APPLICATIONS OF TECHNOLOGY:
- Cloud scheduling and Quality-of-Service management, workflow management and co-scheduling, storage architectures in cloud
- Large-scale data movement (giga- to terabyte) with on-demand bandwidth allocation
- Collaborative research across multiple institutions (e.g., accelerator-based physics, global climate studies, distributed applications with giga- to terabyte data communication needs)

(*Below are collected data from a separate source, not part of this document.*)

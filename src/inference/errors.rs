//! inference::errors — error type for resampling and variance helpers.
//!
//! The long-run variance estimator and block-size heuristic are total
//! functions (degenerate input is absorbed by numeric floors and caps), so
//! the only failures in this subtree come from constructing a moving block
//! bootstrap with an impossible configuration.

#[cfg(feature = "python-bindings")]
use pyo3::{PyErr, exceptions::PyValueError};

/// Error conditions raised by the inference layer.
#[derive(Debug, Clone, PartialEq)]
pub enum InferenceError {
    // ---- Moving block bootstrap ----
    /// Cannot resample an empty series.
    EmptySeries,

    /// Block length outside `1 ≤ b ≤ n`.
    InvalidBlockSize { block_size: usize, n: usize },
}

pub type InferenceResult<T> = Result<T, InferenceError>;

impl std::error::Error for InferenceError {}

impl std::fmt::Display for InferenceError {
    fn fmt(&self, f: &mut std::fmt::Formatter<'_>) -> std::fmt::Result {
        match self {
            InferenceError::EmptySeries => {
                write!(f, "Inference Error: cannot bootstrap an empty series")
            }
            InferenceError::InvalidBlockSize { block_size, n } => write!(
                f,
                "Inference Error: block size {} must satisfy 1 ≤ b ≤ n (n = {})",
                block_size, n
            ),
        }
    }
}

#[cfg(feature = "python-bindings")]
impl From<InferenceError> for PyErr {
    fn from(err: InferenceError) -> PyErr {
        PyValueError::new_err(err.to_string())
    }
}

#[cfg(test)]
mod tests {
    use super::*;

    #[test]
    // Purpose
    // -------
    // Verify that `InvalidBlockSize` reports both the block size and n.
    //
    // Given
    // -----
    // - block_size = 12, n = 7.
    //
    // Expect
    // ------
    // - The message contains "12" and "7".
    fn invalid_block_size_display_includes_payload() {
        let msg = InferenceError::InvalidBlockSize { block_size: 12, n: 7 }.to_string();
        assert!(msg.contains("12") && msg.contains('7'), "got: {msg}");
        assert!(!InferenceError::EmptySeries.to_string().trim().is_empty());
    }
}
//! scoring::errors — error type for loss and scoring-rule helpers.
//!
//! Scoring functions are pure maps from forecasts to per-period losses, so
//! the only failures are malformed calls: unequal input lengths and
//! unrecognized loss-kind names. Degenerate numeric inputs (non-finite
//! values, non-positive σ) are masked or propagate as `NaN` and never show
//! up here.

#[cfg(feature = "python-bindings")]
use pyo3::{PyErr, exceptions::PyValueError};

pub type ScoringResult<T> = Result<T, ScoringError>;

/// ScoringError — invalid calls into the scoring layer.
///
/// Variants
/// --------
/// - `LengthMismatch { expected, found }`
///   Two inputs that must be aligned period-by-period differ in length.
/// - `UnknownLossKind(name)`
///   A loss-kind selector string matched none of the supported names.
#[derive(Debug, Clone, PartialEq)]
pub enum ScoringError {
    LengthMismatch { expected: usize, found: usize },
    UnknownLossKind(String),
}

impl std::error::Error for ScoringError {}

impl std::fmt::Display for ScoringError {
    fn fmt(&self, f: &mut std::fmt::Formatter<'_>) -> std::fmt::Result {
        match self {
            ScoringError::LengthMismatch { expected, found } => write!(
                f,
                "Scoring Error: input lengths differ (expected {expected}, found {found})"
            ),
            ScoringError::UnknownLossKind(name) => write!(
                f,
                "Scoring Error: unknown loss kind {name:?} \
                 (expected 'squared', 'absolute', or 'absolute_percentage')"
            ),
        }
    }
}

#[cfg(feature = "python-bindings")]
impl From<ScoringError> for PyErr {
    fn from(err: ScoringError) -> PyErr {
        PyValueError::new_err(err.to_string())
    }
}

#[cfg(test)]
mod tests {
    use super::*;

    #[test]
    // Purpose
    // -------
    // Verify that both variants embed their payloads in `Display`.
    //
    // Given
    // -----
    // - A length mismatch (10 vs 7) and an unknown kind "huber".
    //
    // Expect
    // ------
    // - The messages mention 10, 7, and "huber" respectively.
    fn scoring_error_display_includes_payload() {
        let mismatch = ScoringError::LengthMismatch { expected: 10, found: 7 }.to_string();
        let unknown = ScoringError::UnknownLossKind("huber".to_string()).to_string();

        assert!(mismatch.contains("10") && mismatch.contains('7'), "got: {mismatch}");
        assert!(unknown.contains("huber"), "got: {unknown}");
    }
}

- Network provisioning and advance resource allocation for predictable performance
ADVANTAGES:
- Provides users with reservation choices to meet their time and resource requirements
- Gives users flexibility to allocate and provision the network in advance
- Provides efficient methodologies to manage time-dependent network topology
- Compatible with current network reservations system
- Optimized for fast performance
ABSTRACT:
Scientists at Berkeley Lab have developed a flexible reservation algorithm for advance network provisioning. The algorithm finds communication paths in time-dependent networks with bottleneck constraints, factoring in parameters that the user provides. The system then offers reservation options that meet these requirements. For example, it may offer an early start time with relatively long transit time or a late start time with a shorter transit time. The intellectual property also includes a software library that can be used to integrate the algorithm into existing network reservation frameworks.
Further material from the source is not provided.